Add custom spans for business-significant operations.
Watch for:
- Tail latency (p99 of a chain is much worse than p99 of any one link).
- Retries that cascaded.
- N+1 patterns within a request.
- Async fan-out that doesn't propagate trace context (fix: pass trace_id through queues).
26.9 Profiling
Beyond traces: continuous profiling in prod.
- Sample CPU stacks, memory, mutex contention.
- Tools: Pyroscope, Parca, Datadog Profiler, gprofiler.
- Helps find hot functions you didn't know existed.
26.10 Logs vs metrics vs traces — when to reach for which
| Question | Tool |
|---|---|
| Is the service up? | metric (uptime) |
| What's the error rate? | metric |
| What's the p99 latency? | metric (histogram) |
| Why did this request fail? | log + trace |
| Where in the chain did latency come from? | trace |
| What did the user see? | log |
| How many of X happened today? | metric |
| What was the input that caused this bug? | log |
Don't reach for logs to count things; counters are 1000× cheaper and queryable.
26.11 Health checks (recap)
/healthz (liveness): is the process alive?

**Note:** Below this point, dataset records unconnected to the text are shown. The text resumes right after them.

// File: crates/chart-data/src/lib.rs
// Summary: Core library entry point; exports the chart data-layer API.

pub mod series;
pub mod model;
pub mod diff;
pub mod animator;
pub mod layout;
pub mod layer;
pub mod axis;
pub mod marker;
pub mod scroll;
pub mod producer;
pub mod config;
pub mod error;
pub mod chart;

pub use series::{DataPoint, Series};
pub use model::{stacked_sums, EntryModel};
pub use diff::{DiffProcessor, RangeSnapshot, SourceSnapshot};
pub use animator::TransitionAnimator;
pub use layout::{
    negotiate_segments, InsetContributor, Insets, LabelPosition, LayoutContext, LayoutNegotiator,
    NegotiatedLayout, SegmentProperties, SegmentSpec,
};
pub use layer::{ColumnLayer, Layer, LineLayer};
pub use axis::{Axis, AxisPosition};
pub use marker::Marker;
pub use scroll::{ScrollHandler, ScrollListener};
pub use producer::{BoxError, EntryProducer};
pub use config::{AnimationConfig, ChartConfig, InitialScroll};
pub use error::ConfigError;
pub use chart::ChartController;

/readyz (readiness): is the process able to serve traffic?
Kubernetes uses both. Liveness fail → restart pod. Readiness fail → remove from load balancer.
Deep health: check critical dependencies (DB, cache). Don't make health checks too expensive — they run every few seconds per pod.
26.12 Synthetic monitoring
Bots that periodically perform real user flows (login, checkout). Catch issues before users do. Tools: Pingdom, Datadog Synthetics, Checkly, custom scripts.
26.13 RUM (Real User Monitoring)
JS in the browser reports real user performance: page load time, Web Vitals (LCP, FID, CLS), API latency from the user's network.
Critical: backend p99 of 50 ms doesn't help users on bad networks seeing 5 sec total page load.
26.14 Chaos engineering
Inject failure on purpose, prove the system tolerates it.
- Kill random pods (Chaos Monkey).
- Inject network latency (Toxiproxy).
- Force partition (Gremlin).
- Trip circuit breakers manually.
Run in staging first; in prod once you trust your monitoring.
26.15 What an interviewer wants
- Distinguish logs / metrics / traces and when each is right.
- Discuss SLIs/SLOs/error budgets.
- Mention OpenTelemetry as the modern standard.
- Articulate why low-cardinality labels matter for metrics.
- Know how to find a slow request in a microservices system (trace_id correlation).
Key takeaways
- Three pillars: logs (events), metrics (counts/distributions), traces (request flow).
- Correlate via trace_id; observability = pivoting across pillars.
- Alert on symptoms, not causes. Alert fatigue kills.
- SLOs > SLAs > vague availability promises. Error budget guides risk.
- OpenTelemetry is the vendor-neutral instrumentation standard.